The first step to a successful systematic literature search is developing a question that can be answered, and lends itself to systematic searching. Take some time to think about what information gap you are trying to fill, or what question you are trying to answer. It can be useful to ask:

What, Where, how image

It is likely you will need to undertake a scoping search to help you anticipate what sort of results you might get for your question. E.g. It allows you to assess the potential size / scope of available literature. If the topic is too new, there may not be enough to review!
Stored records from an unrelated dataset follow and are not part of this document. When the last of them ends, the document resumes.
use std::collections::HashSet;
use std::sync::OnceLock;

use indexmap::IndexMap;
use log::{debug, info};
use regex::Regex;

use super::client::Fetch;
use crate::error::{ProwLensError, Result};

const PID_PREFIX: &str = "PID is ";
const SUMMARY_MARKER: &str = "summary:";
const SUMMARY_SEPARATOR: &str = "\n---\n\n";

fn job_start_regex() -> &'static Regex {
    static RE: OnceLock<Regex> = OnceLock::new();
    RE.get_or_init(|| {
        Regex::new(r"Starting testcase analysis for: (.+)").expect("invalid job start regex")
    })
}

fn job_failed_regex() -> &'static Regex {
    static RE: OnceLock<Regex> = OnceLock::new();
    RE.get_or_init(|| Regex::new(r"\] (\d+) finished with ret=1\b").expect("invalid job failure regex"))
}

/// One sub-job process seen in an aggregator log.
#[derive(Debug, Clone, PartialEq, Eq)]
pub struct JobFailureRecord {
    pub job_name: String,
    pub pid: String,
    pub failed: bool,
}

/// Correlates job-start markers, PID lines and failure lines.
///
/// A PID line belongs to the most recent job-start marker above it. PIDs
/// without a failure line are treated as succeeded.
pub fn parse_job_records(aggregator_log: &str) -> Vec<JobFailureRecord> {
    let mut current_job: Option<&str> = None;
    let mut pid_jobs: IndexMap<&str, &str> = IndexMap::new();
    let mut failed_pids: HashSet<&str> = HashSet::new();

    for line in aggregator_log.lines() {
        if let Some(caps) = job_start_regex().captures(line) {
            current_job = caps
                .get(1)
                .map(|m| m.as_str().trim())
                .filter(|job| !job.is_empty());
        }
        if let (Some(pid), Some(job)) = (line.strip_prefix(PID_PREFIX), current_job) {
            pid_jobs.insert(pid.trim(), job);
        }
        if let Some(pid) = job_failed_regex().captures(line).and_then(|caps| caps.get(1)) {
            failed_pids.insert(pid.as_str());
        }
    }

    pid_jobs
        .into_iter()
        .map(|(pid, job)| JobFailureRecord {
            job_name: job.to_string(),
            pid: pid.to_string(),
            failed: failed_pids.contains(pid),
        })
        .collect()
}

/// Folds records into a job → failed map; a job fails if any of its PIDs did.
pub fn job_failure_map(records: &[JobFailureRecord]) -> IndexMap<String, bool> {
    records.iter().fold(IndexMap::new(), |mut jobs, record| {
        *jobs.entry(record.job_name.clone()).or_insert(false) |= record.failed;
        jobs
    })
}

/// Tail of a sub-job log starting at its `summary:` line.
pub fn summary_tail<'a>(job_name: &str, job_log: &'a str) -> Result<&'a str> {
    job_log
        .find(SUMMARY_MARKER)
        .map(|idx| &job_log[idx..])
        .ok_or_else(|| ProwLensError::NoSummaryFound(job_name.to_string()))
}

/// Result of analyzing an aggregator log.
#[derive(Debug, Clone)]
pub struct AggregateReport {
    /// Every sub-job seen, with its failure status
    pub jobs: IndexMap<String, bool>,
    /// Summary tails of the failed sub-jobs, separated by `---`
    pub summaries: String,
}

impl AggregateReport {
    pub fn failed_jobs(&self) -> impl Iterator<Item = &str> {
        self.jobs
            .iter()
            .filter(|(_, failed)| **failed)
            .map(|(job, _)| job.as_str())
    }
}

/// Finds failed sub-jobs and fetches `<base>/<job>/<job>.log` for each.
///
/// Fails when no sub-job failed, since this path is only taken for jobs
/// already known to have failed.
pub async fn resolve_aggregate_failures<F: Fetch>(
    fetcher: &F,
    base_url: &str,
    aggregator_log: &str,
) -> Result<AggregateReport> {
    let records = parse_job_records(aggregator_log);
    let jobs = job_failure_map(&records);
    debug!("Aggregator log lists {} sub-jobs over {} PIDs", jobs.len(), records.len());

    if !jobs.values().any(|failed| *failed) {
        return Err(ProwLensError::NoFailedJobsFound);
    }

    let base_url = base_url.trim_end_matches('/');
    let mut summaries = String::new();
    for (job, _) in jobs.iter().filter(|(_, failed)| **failed) {
        let url = format!("{base_url}/{job}/{job}.log");
        info!("Fetching failed sub-job log: {url}");
        let job_log = fetcher.get_text(&url).await?;
        summaries.push_str(summary_tail(job, &job_log)?);
        summaries.push_str(SUMMARY_SEPARATOR);
    }

    Ok(AggregateReport { jobs, summaries })
}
Types of Research Question

Systematic searches address clear and answerable research questions. Here are examples of types of question that could be addressed:

  1. Needs   (What do people want?)  Example: What are the information needs of health workers regarding mindfulness as a treatment for anxiety?
  2. Impact or effectiveness (What is the balance of benefit and harm of a given intervention?) Example: What is the effectiveness of CBT for depression?
  3. Process or explanation (Why does it work (or not work)?, How does it work (or not work)?)  Example: What factors are associated with the uptake of CBT for the management of anxiety? 
  4. Correlation (What relationships are seen between phenomena?) Example: How does mental health vary with morbidity and mortality among patients? (Note: correlation does not in itself indicate causation).
  5. Views/perspectives (What are people's experiences? )  Example: What are the views and experiences of patients regarding psychological therapies for mental healthcare?
  6. Service implementation (What is happening?) Example: What is known about the implementation and context of interventions to promote IAPT programmes among healthcare workers?
Inclusion and exclusion criteria set the boundaries for your systematic search and consider many different factors. These can include the topic, the research methods of the studies, specific populations, settings, date limits, geographical areas, types of interventions, or something else. The inclusion criteria is everything a study must have in order to be included. The exclusion criteria are the factors that would make a study ineligible to be included. They are determined after setting the research question (usually before searching).